Artwork by Michael Bradley

The emergent God

A new cosmic story

I don’t think your metaphysical views (including whether you believe in a supernatural God) are what matters when it comes to living a spiritual life — waking up to your inner divinity, being in loving conscious communion with the world, surrendering to the mystery, getting in tune with the hum of the universe, however you want to put it. Whether you have a supernatural worldview or a purely scientific worldview doesn’t really matter.

So often people are skeptical that you can be a fully spiritual person if you don’t think there’s anything supernatural going on in the universe. Supernaturally inclined spiritual people are skeptical and so they hold a prejudice against purely scientific worldviews. Scientifically inclined people are skeptical so they hold a prejudice against spirituality. What non-supernatural spirituality needs is to figure out a way to tell the cosmic story in a way that moves, inspires, comforts, and heals people.

The world’s major religions do a good job of telling the cosmic story. Not just the cosmic origin story (e.g. “In the beginning, God created the heavens and the Earth.”), but also a story about the cosmic future, the cosmos’ purpose, meaning, and mystery. In Hinduism, the goal is to merge with Brahman, like a wave breaking on the ocean. In Buddhism, the goal is to transcend your individuality to attain Buddhahood — to manifest the Dharma-body. In Christianity, the goal is to leave your body on Earth and join God in heaven. These three stories are all variations on the theme of ascending to a higher reality through connection to the divine. (I don’t know enough about Judaism and Islam to summarize those religions’ cosmic stories, but Islam’s seems similar to Christianity’s and Judaism’s seems more complicated and disputed.)

Spiritually “woke” people see the major world religions as different paths up the same mountain. I believe that a purely scientific worldview, combined with spiritual exploration and practice, is yet another path up that mountain. This is hard to see. Scientific spirituality has had fewer storytellers and much less time to impart its cosmic outlook. Carl Sagan made maybe the best attempt so far.

Supernaturally inclined people often see a pure science world, a world absent of the supernatural, as a world with no magic, no wonder, no twinkling, winking shimmer of mystery. I think this is a limited way of seeing things. The natural universe is its own trip, on par with the supernatural universes of Hinduism, Buddhism, and Christianity.

The predominant supernatural view is that the universe exists as a result of divine intention and is steered by divine oversight. The non-supernatural view is that the universe exists of its own accord, without anyone intending it to. The cosmos is a vast, unplanned, churning, evolving, and deeply mysterious thing. No one is at the helm. Rather than originating in an act of intelligent creation, the cosmos is an inanimate act of intelligence creation. That, to me, is an awe-inspiring mystery.

Photo by GD Taber

I don’t think the universe originated in love, but I think it’s evolving toward love. The closest thing to Yahweh or Brahman or the Dharma-body is what is emerging out of human cultural and technological evolution. I call it the emergent God.

The cosmic story of the world’s major religions is the story of a world held by a loving force. I believe that loving force is human consciousness — right now to an extent, but progressively more in the future. Human consciousness today is the seed of a God that is still growing. So, does God exist? God is coming into existence.

For thousands of years, human beings have glimpsed the divine in our own core. Christians believe that the human soul is created in God’s likeness.

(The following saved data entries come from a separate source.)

impl ConfigDescription {
    /// Returns true if a value with this configuration is usable on a device described by
    /// `settings`.
    ///
    /// Every axis this configuration specifies must be satisfied by the device: discrete axes
    /// must be equal, size axes (screen size class, dp and pixel sizes, platform version) must
    /// not exceed the device's. Density always matches because the runtime can scale.
    ///
    /// No locale data is available, so scripts are only compared when both sides carry one.
    /// Otherwise a region, when specified, must be equal.
    #[must_use]
    pub fn matches(&self, settings: &ConfigDescription) -> bool {
        if self.mcc != 0 && self.mcc != settings.mcc {
            return false;
        }
        if self.mnc != 0 && self.mnc != settings.mnc {
            return false;
        }

        if self.packed_locale() != 0 {
            if self.language != settings.language {
                return false;
            }

            let countries_must_match =
                settings.locale_script[0] == 0 || self.locale_script[0] == 0;
            if countries_must_match {
                if self.country[0] != 0 && self.country != settings.country {
                    return false;
                }
            } else if self.locale_script != settings.locale_script {
                return false;
            }
        }

        let layout_dir = self.layout_direction();
        if layout_dir != 0 && layout_dir != settings.layout_direction() {
            return false;
        }
        let screen_size = self.screen_size();
        if screen_size != 0 && screen_size > settings.screen_size() {
            return false;
        }
        let screen_long = self.screen_long();
        if screen_long != 0 && screen_long != settings.screen_long() {
            return false;
        }
        let ui_mode_type = self.ui_mode_type();
        if ui_mode_type != 0 && ui_mode_type != settings.ui_mode_type() {
            return false;
        }
        let ui_mode_night = self.ui_mode_night();
        if ui_mode_night != 0 && ui_mode_night != settings.ui_mode_night() {
            return false;
        }
        if self.smallest_screen_width_dp != 0
            && self.smallest_screen_width_dp > settings.smallest_screen_width_dp
        {
            return false;
        }

        let round = self.screen_round();
        if round != 0 && round != settings.screen_round() {
            return false;
        }

        if self.screen_width_dp != 0 && self.screen_width_dp > settings.screen_width_dp {
            return false;
        }
        if self.screen_height_dp != 0 && self.screen_height_dp > settings.screen_height_dp {
            return false;
        }

        if self.orientation != 0 && self.orientation != settings.orientation {
            return false;
        }
        if self.touchscreen != 0 && self.touchscreen != settings.touchscreen {
            return false;
        }

        let keys_hidden = self.keys_hidden();
        let set_keys_hidden = settings.keys_hidden();
        // a request for exposed keys also accepts a soft keyboard
        if keys_hidden != 0
            && keys_hidden != set_keys_hidden
            && (keys_hidden != KEYSHIDDEN_NO || set_keys_hidden != KEYSHIDDEN_SOFT)
        {
            return false;
        }
        let nav_hidden = self.nav_hidden();
        if nav_hidden != 0 && nav_hidden != settings.nav_hidden() {
            return false;
        }
        if self.keyboard != 0 && self.keyboard != settings.keyboard {
            return false;
        }
        if self.navigation != 0 && self.navigation != settings.navigation {
            return false;
        }

        if self.screen_width != 0 && self.screen_width > settings.screen_width {
            return false;
        }
        if self.screen_height != 0 && self.screen_height > settings.screen_height {
            return false;
        }

        if self.sdk_version != 0 && self.sdk_version > settings.sdk_version {
            return false;
        }
        if self.minor_version != 0 && self.minor_version != settings.minor_version {
            return false;
        }

        true
    }

    /// Like [`ConfigDescription::matches`], but a density-qualified `other` is not matched
    /// by a configuration with a different density.
    ///
    /// An unqualified density still matches everything.
    #[must_use]
    pub fn matches_with_density(&self, other: &ConfigDescription) -> bool {
        self.matches(other) && (self.density == 0 || other.density != 0)
    }

    /// Scores how much more specific this locale is than the one of `other`.
    ///
    /// Positive when this locale is more specific, negative when less. A language beats a
    /// missing language, then a region beats a missing region. Past that a variant counts
    /// twice as much as a script.
    #[must_use]
    pub fn is_locale_more_specific_than(&self, other: &ConfigDescription) -> i32 {
        if self.packed_locale() != 0 || other.packed_locale() != 0 {
            if self.language[0] != other.language[0] {
                if self.language[0] == 0 {
                    return -1;
                }
                if other.language[0] == 0 {
                    return 1;
                }
            }

            if self.country[0] != other.country[0] {
                if self.country[0] == 0 {
                    return -1;
                }
                if other.country[0] == 0 {
                    return 1;
                }
            }
        }

        let score = |config: &ConfigDescription| {
            i32::from(config.locale_script[0] != 0) + 2 * i32::from(config.locale_variant[0] != 0)
        };
        score(self) - score(other)
    }

    /// Returns true if this configuration specifies an axis `other` leaves open, where the
    /// earlier axes in the platform's order decide first.
    ///
    /// Density is never considered more specific, since an unqualified density stands for
    /// the baseline density rather than for "any".
    #[must_use]
    pub fn is_more_specific_than(&self, o: &ConfigDescription) -> bool {
        /// Decides on one axis; `None` moves on to the next axis.
        fn specific(mine: impl Into<u32>, theirs: impl Into<u32>) -> Option<bool> {
            let (mine, theirs) = (mine.into(), theirs.into());
            if mine == theirs {
                None
            } else if mine == 0 {
                Some(false)
            } else if theirs == 0 {
                Some(true)
            } else {
                None
            }
        }

        if self.mcc != 0 || self.mnc != 0 || o.mcc != 0 || o.mnc != 0 {
            if let Some(result) = specific(self.mcc, o.mcc) {
                return result;
            }
            if let Some(result) = specific(self.mnc, o.mnc) {
                return result;
            }
        }

        if self.packed_locale() != 0 || o.packed_locale() != 0 {
            let diff = self.is_locale_more_specific_than(o);
            if diff != 0 {
                return diff > 0;
            }
        }

        let axes = [
            (
                u32::from(self.layout_direction()),
                u32::from(o.layout_direction()),
            ),
            (
                u32::from(self.smallest_screen_width_dp),
                u32::from(o.smallest_screen_width_dp),
            ),
            (u32::from(self.screen_width_dp), u32::from(o.screen_width_dp)),
            (
                u32::from(self.screen_height_dp),
                u32::from(o.screen_height_dp),
            ),
            (u32::from(self.screen_size()), u32::from(o.screen_size())),
            (u32::from(self.screen_long()), u32::from(o.screen_long())),
            (u32::from(self.screen_round()), u32::from(o.screen_round())),
            (u32::from(self.orientation), u32::from(o.orientation)),
            (u32::from(self.ui_mode_type()), u32::from(o.ui_mode_type())),
            (u32::from(self.ui_mode_night()), u32::from(o.ui_mode_night())),
            (u32::from(self.touchscreen), u32::from(o.touchscreen)),
            (u32::from(self.keys_hidden()), u32::from(o.keys_hidden())),
            (u32::from(self.nav_hidden()), u32::from(o.nav_hidden())),
            (u32::from(self.keyboard), u32::from(o.keyboard)),
            (u32::from(self.navigation), u32::from(o.navigation)),
            (u32::from(self.screen_width), u32::from(o.screen_width)),
            (u32::from(self.screen_height), u32::from(o.screen_height)),
            (u32::from(self.sdk_version), u32::from(o.sdk_version)),
            (u32::from(self.minor_version), u32::from(o.minor_version)),
        ];

        axes.into_iter()
            .find_map(|(mine, theirs)| specific(mine, theirs))
            .unwrap_or(false)
    }

    /// Returns the axes on which this configuration and `other` differ.
    #[must_use]
    pub fn diff(&self, other: &ConfigDescription) -> ConfigFlags {
        let mut diffs = ConfigFlags::empty();

        diffs.set(ConfigFlags::MCC, self.mcc != other.mcc);
        diffs.set(ConfigFlags::MNC, self.mnc != other.mnc);
        diffs.set(ConfigFlags::ORIENTATION, self.orientation != other.orientation);
        diffs.set(ConfigFlags::DENSITY, self.density != other.density);
        diffs.set(ConfigFlags::TOUCHSCREEN, self.touchscreen != other.touchscreen);
        diffs.set(
            ConfigFlags::KEYBOARD_HIDDEN,
            (self.input_flags ^ other.input_flags) & (MASK_KEYSHIDDEN | MASK_NAVHIDDEN) != 0,
        );
        diffs.set(ConfigFlags::KEYBOARD, self.keyboard != other.keyboard);
        diffs.set(ConfigFlags::NAVIGATION, self.navigation != other.navigation);
        diffs.set(
            ConfigFlags::SCREEN_SIZE,
            self.screen_width != other.screen_width
                || self.screen_height != other.screen_height
                || self.screen_width_dp != other.screen_width_dp
                || self.screen_height_dp != other.screen_height_dp,
        );
        diffs.set(
            ConfigFlags::VERSION,
            self.packed_version() != other.packed_version(),
        );
        diffs.set(
            ConfigFlags::LAYOUTDIR,
            self.layout_direction() != other.layout_direction(),
        );
        diffs.set(
            ConfigFlags::SCREEN_LAYOUT,
            (self.screen_layout & !MASK_LAYOUTDIR) != (other.screen_layout & !MASK_LAYOUTDIR),
        );
        diffs.set(
            ConfigFlags::SCREEN_ROUND,
            self.screen_round() != other.screen_round(),
        );
        diffs.set(ConfigFlags::UI_MODE, self.ui_mode != other.ui_mode);
        diffs.set(
            ConfigFlags::SMALLEST_SCREEN_SIZE,
            self.smallest_screen_width_dp != other.smallest_screen_width_dp,
        );
        diffs.set(
            ConfigFlags::LOCALE,
            self.compare_locales(other) != std::cmp::Ordering::Equal,
        );

        diffs
    }
}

Buddhists believe that the Dharma-body, a transpersonal God, resonates out from beneath the costume of individual personality. Hinduism makes the connection between God and human consciousness the most explicit. Atman (the individual human person) is Brahman (God). Where the idea of the emergent God diverges from traditional theology is on these religions’ belief that God is already a finished product.

The idea of the emergent God turns the traditional cosmic origin story on its head. God didn’t create the universe. The universe is creating God. Human consciousness, the likeness of God, is slowly growing in the direction of Godliness. We are overcoming cultural, moral, and emotional hurdles — for instance, progressively embracing diversity, human equality, and compassion. Our capacity for love is growing.

Our capacities will also grow in other ways. The biological limitations of human consciousness will begin to be expanded as human creativity takes over the process of biological evolution. Biotechnology is a brilliant hack that evolution has unknowingly devised to upgrade its processing power. Human consciousness will redesign itself.

Evolution hacks itself

Our expansion into a more capaciously flowing consciousness probably won’t take the form of a homogenizing merging into Brahman, an ascension to a static state of passive bliss, or the quelching of all desire. Instead, there will be even more diversity, more complexity, more striving, struggling, and searching, without any final closure or catharsis. We will continue the journey. Maybe forever. The cosmos is not a finite game — a game played “for the purpose of winning”. It’s an infinite game — a game played “for the purpose of continuing the play.” There will probably be no point in time at which God has reached a finished end state.

We are in the midst of evolution, and we probably always will be. For now and maybe forever, God is emerging.